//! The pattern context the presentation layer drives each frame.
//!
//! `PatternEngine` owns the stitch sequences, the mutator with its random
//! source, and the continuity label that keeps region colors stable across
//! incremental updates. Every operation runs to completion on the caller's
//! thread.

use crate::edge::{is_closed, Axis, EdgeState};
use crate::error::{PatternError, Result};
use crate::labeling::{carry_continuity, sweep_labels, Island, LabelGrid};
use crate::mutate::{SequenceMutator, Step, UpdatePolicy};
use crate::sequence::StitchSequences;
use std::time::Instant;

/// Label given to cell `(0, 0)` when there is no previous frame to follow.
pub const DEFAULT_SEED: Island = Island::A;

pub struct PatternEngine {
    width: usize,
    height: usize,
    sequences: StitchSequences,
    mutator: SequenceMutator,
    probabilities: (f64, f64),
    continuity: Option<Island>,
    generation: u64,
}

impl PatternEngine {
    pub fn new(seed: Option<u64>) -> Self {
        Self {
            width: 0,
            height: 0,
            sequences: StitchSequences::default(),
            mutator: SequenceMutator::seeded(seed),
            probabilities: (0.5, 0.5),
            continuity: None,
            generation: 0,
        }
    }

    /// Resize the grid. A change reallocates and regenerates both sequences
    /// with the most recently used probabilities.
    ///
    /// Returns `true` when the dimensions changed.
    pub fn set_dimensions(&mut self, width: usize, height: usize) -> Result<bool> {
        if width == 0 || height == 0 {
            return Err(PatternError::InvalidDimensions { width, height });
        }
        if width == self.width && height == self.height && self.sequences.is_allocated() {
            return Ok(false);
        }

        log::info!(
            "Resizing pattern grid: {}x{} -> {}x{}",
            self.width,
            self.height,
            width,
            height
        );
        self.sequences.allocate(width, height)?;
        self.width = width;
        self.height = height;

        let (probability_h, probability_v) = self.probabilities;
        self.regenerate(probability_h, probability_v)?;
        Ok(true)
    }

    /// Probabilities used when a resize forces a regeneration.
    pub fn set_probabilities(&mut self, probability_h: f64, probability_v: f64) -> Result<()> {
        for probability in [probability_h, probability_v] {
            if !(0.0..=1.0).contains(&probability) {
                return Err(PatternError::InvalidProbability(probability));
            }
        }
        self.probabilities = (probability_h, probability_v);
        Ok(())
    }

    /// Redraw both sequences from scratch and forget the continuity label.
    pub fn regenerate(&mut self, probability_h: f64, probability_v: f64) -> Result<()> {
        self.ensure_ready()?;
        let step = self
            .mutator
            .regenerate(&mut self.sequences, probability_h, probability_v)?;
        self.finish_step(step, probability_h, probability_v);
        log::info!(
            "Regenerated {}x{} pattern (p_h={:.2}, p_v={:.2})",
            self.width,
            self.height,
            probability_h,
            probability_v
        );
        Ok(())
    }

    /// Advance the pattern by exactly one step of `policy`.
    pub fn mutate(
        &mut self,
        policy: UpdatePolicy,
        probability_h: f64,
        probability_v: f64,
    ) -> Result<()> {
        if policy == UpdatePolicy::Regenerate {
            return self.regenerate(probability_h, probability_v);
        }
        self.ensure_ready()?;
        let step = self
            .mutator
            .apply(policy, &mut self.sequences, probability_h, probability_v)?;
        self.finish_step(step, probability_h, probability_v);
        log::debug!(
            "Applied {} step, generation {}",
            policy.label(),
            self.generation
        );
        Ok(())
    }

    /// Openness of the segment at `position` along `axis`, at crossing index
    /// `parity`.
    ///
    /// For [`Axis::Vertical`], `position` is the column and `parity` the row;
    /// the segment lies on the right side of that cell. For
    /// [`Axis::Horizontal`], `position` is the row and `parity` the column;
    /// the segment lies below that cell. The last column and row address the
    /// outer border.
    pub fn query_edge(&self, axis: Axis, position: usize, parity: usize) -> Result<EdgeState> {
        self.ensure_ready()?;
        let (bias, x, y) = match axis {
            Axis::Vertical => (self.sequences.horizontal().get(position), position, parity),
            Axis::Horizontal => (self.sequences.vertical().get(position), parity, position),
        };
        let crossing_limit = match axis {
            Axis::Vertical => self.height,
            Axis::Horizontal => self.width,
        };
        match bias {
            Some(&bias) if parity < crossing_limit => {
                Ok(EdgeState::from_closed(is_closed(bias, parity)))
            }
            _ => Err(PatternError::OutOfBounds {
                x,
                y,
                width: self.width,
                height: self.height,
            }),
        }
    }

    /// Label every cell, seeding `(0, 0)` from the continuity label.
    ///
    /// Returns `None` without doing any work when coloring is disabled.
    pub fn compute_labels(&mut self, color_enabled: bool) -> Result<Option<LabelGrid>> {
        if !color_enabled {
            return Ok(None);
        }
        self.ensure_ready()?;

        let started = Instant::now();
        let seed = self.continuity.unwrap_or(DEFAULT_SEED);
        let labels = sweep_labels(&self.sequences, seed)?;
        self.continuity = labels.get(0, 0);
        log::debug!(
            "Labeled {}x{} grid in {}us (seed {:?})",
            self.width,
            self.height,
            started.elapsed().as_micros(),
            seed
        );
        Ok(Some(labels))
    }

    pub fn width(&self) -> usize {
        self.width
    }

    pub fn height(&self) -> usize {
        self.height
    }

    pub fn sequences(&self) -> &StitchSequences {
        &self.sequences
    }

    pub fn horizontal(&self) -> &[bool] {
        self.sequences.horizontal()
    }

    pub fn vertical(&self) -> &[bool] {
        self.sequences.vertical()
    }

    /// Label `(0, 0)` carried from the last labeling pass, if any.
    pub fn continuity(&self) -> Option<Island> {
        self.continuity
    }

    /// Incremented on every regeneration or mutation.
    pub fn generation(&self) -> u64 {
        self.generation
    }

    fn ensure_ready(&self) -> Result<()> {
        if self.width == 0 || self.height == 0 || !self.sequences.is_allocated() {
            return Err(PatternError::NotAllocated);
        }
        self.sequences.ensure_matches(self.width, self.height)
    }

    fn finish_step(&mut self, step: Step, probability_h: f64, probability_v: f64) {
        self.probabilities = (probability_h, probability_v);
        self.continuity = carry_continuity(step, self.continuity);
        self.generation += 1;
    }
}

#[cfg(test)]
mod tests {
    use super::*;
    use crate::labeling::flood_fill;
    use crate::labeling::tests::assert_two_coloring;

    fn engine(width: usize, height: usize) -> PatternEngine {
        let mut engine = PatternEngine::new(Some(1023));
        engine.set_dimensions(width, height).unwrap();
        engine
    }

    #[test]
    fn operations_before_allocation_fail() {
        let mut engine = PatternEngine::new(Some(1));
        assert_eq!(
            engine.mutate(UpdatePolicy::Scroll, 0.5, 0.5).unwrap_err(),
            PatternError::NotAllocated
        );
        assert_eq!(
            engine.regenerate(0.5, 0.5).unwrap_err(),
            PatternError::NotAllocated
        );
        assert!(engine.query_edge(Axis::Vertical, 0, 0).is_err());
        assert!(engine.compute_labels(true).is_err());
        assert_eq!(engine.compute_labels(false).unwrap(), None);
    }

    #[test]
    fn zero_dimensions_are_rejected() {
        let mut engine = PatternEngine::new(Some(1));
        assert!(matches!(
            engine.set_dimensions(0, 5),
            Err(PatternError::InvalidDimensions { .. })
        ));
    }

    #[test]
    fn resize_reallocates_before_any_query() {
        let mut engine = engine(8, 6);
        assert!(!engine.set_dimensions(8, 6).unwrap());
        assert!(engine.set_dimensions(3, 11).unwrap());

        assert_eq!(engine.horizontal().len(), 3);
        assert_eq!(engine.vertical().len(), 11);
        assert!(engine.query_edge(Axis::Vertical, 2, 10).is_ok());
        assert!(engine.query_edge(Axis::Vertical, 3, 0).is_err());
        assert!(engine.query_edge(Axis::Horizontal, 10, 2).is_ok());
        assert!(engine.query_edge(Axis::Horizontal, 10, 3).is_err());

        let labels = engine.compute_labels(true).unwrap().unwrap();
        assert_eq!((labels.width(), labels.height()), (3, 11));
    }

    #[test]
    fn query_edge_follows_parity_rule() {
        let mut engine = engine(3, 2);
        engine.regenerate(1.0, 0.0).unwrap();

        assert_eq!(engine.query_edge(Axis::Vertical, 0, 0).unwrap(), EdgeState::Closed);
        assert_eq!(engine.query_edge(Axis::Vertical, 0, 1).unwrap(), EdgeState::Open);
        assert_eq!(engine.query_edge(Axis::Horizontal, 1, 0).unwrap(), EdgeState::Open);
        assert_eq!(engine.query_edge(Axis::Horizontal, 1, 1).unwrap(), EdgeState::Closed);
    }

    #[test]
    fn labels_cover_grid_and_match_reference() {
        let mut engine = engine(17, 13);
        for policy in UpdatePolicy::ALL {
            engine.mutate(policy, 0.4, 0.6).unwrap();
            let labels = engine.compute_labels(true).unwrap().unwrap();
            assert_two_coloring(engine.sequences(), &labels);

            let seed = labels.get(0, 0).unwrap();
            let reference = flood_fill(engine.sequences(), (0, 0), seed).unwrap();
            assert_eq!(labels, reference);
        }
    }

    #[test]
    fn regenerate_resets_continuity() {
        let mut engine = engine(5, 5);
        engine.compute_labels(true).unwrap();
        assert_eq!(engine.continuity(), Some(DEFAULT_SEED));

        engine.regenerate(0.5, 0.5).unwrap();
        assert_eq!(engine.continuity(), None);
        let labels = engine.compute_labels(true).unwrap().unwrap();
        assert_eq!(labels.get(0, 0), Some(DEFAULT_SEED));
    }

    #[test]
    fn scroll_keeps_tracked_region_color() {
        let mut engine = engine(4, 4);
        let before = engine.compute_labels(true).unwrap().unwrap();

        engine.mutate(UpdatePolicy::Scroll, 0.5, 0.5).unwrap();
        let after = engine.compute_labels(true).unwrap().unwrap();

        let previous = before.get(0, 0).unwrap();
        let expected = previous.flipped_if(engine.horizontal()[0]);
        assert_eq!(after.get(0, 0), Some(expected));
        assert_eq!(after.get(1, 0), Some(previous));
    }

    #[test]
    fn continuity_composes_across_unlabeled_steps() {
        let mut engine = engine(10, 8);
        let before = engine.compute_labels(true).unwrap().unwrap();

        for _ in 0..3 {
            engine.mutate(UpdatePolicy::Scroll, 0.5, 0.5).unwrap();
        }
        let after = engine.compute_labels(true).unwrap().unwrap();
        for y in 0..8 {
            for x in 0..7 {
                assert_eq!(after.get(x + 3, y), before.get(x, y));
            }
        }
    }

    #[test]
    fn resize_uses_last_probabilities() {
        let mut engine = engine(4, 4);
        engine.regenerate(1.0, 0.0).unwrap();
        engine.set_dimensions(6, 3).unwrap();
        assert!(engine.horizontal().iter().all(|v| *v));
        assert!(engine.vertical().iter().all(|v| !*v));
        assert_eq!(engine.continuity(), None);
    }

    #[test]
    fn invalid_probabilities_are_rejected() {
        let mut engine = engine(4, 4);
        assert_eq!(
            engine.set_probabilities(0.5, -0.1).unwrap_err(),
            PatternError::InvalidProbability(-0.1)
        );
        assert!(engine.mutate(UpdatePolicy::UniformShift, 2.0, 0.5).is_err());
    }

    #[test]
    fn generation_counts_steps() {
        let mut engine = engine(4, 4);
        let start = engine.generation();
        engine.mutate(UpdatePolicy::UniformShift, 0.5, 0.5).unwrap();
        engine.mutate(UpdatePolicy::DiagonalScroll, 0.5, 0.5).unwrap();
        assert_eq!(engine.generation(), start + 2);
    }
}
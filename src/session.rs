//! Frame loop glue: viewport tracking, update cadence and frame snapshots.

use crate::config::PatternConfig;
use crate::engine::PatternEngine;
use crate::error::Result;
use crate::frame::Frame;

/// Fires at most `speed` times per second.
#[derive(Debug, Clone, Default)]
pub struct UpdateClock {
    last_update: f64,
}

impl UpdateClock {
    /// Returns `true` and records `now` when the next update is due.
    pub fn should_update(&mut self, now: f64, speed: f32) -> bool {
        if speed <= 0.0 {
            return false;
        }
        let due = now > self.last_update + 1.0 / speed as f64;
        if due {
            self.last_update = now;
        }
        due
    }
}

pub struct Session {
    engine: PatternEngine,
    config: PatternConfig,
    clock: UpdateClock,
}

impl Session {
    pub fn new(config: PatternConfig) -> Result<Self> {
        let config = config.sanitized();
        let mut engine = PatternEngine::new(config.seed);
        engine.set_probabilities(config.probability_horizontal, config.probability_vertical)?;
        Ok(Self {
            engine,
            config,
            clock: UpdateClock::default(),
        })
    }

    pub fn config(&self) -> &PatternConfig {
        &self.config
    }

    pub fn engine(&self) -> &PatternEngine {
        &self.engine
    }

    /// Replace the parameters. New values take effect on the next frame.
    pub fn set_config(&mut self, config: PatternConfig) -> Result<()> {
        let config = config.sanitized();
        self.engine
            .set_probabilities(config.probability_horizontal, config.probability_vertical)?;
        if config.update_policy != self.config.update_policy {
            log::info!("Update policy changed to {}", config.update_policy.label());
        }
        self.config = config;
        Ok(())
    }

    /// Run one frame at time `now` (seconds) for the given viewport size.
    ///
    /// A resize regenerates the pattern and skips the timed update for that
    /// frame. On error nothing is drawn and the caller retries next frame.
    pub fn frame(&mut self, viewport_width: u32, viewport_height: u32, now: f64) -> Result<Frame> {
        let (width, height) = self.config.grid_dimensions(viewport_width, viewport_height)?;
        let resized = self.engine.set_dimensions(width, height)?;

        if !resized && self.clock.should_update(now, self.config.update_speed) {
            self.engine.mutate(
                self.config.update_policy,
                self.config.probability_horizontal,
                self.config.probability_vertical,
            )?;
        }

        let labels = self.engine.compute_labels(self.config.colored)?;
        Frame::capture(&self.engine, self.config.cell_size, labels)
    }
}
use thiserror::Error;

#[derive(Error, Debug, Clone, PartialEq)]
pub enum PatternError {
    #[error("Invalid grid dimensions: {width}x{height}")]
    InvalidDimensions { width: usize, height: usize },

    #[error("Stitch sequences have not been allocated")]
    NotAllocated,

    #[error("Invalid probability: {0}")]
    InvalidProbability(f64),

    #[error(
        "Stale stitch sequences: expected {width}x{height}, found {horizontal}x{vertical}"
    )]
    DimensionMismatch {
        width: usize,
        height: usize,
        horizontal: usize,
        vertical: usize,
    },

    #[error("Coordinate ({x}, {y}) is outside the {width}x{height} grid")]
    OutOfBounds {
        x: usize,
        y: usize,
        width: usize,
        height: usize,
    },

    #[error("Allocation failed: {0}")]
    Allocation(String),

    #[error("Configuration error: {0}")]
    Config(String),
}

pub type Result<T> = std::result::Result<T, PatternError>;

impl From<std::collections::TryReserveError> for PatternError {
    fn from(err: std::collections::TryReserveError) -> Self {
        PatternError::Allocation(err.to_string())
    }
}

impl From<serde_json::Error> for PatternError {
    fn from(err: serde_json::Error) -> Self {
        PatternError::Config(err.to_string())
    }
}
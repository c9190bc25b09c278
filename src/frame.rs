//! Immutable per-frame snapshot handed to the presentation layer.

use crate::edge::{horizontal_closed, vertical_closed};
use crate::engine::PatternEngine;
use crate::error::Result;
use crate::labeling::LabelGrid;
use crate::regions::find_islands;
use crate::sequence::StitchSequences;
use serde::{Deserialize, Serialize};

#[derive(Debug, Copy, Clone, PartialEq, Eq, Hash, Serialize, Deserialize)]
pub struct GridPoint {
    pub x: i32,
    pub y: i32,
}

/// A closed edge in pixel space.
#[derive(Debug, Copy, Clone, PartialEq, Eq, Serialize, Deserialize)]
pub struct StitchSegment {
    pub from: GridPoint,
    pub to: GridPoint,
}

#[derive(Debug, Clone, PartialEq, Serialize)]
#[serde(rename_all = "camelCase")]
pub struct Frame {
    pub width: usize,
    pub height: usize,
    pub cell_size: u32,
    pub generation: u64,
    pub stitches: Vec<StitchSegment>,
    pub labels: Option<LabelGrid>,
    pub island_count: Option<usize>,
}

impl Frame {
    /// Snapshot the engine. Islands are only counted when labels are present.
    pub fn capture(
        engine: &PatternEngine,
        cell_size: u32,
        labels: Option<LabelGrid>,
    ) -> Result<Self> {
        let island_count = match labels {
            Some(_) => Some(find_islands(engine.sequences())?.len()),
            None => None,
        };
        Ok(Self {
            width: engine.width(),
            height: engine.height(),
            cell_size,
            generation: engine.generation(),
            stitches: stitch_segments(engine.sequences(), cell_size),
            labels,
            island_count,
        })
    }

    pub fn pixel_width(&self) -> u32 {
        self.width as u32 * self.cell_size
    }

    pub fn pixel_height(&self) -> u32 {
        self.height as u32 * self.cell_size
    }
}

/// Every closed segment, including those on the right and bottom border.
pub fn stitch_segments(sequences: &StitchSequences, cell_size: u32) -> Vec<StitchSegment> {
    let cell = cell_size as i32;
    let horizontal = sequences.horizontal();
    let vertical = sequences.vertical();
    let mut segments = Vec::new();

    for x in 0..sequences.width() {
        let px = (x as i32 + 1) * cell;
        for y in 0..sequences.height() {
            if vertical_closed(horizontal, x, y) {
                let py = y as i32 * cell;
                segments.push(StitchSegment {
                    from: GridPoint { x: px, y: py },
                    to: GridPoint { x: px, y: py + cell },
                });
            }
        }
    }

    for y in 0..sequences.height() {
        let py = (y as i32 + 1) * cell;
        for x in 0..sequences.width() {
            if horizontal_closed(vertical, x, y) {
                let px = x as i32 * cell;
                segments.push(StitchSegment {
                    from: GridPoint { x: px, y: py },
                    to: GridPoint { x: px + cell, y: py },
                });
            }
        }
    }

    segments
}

+--

> What you are asked to do:
For this task, write out exactly the lines of the entries above, starting at the line with "pub fn height(&self)" and ending at the line with "pub fn vertical(&self)", both included, and no others.

> Output:
    pub fn height(&self) -> usize {
        self.height
    }

    pub fn sequences(&self) -> &StitchSequences {
        &self.sequences
    }

    pub fn horizontal(&self) -> &[bool] {
        self.sequences.horizontal()
    }

    pub fn vertical(&self) -> &[bool] {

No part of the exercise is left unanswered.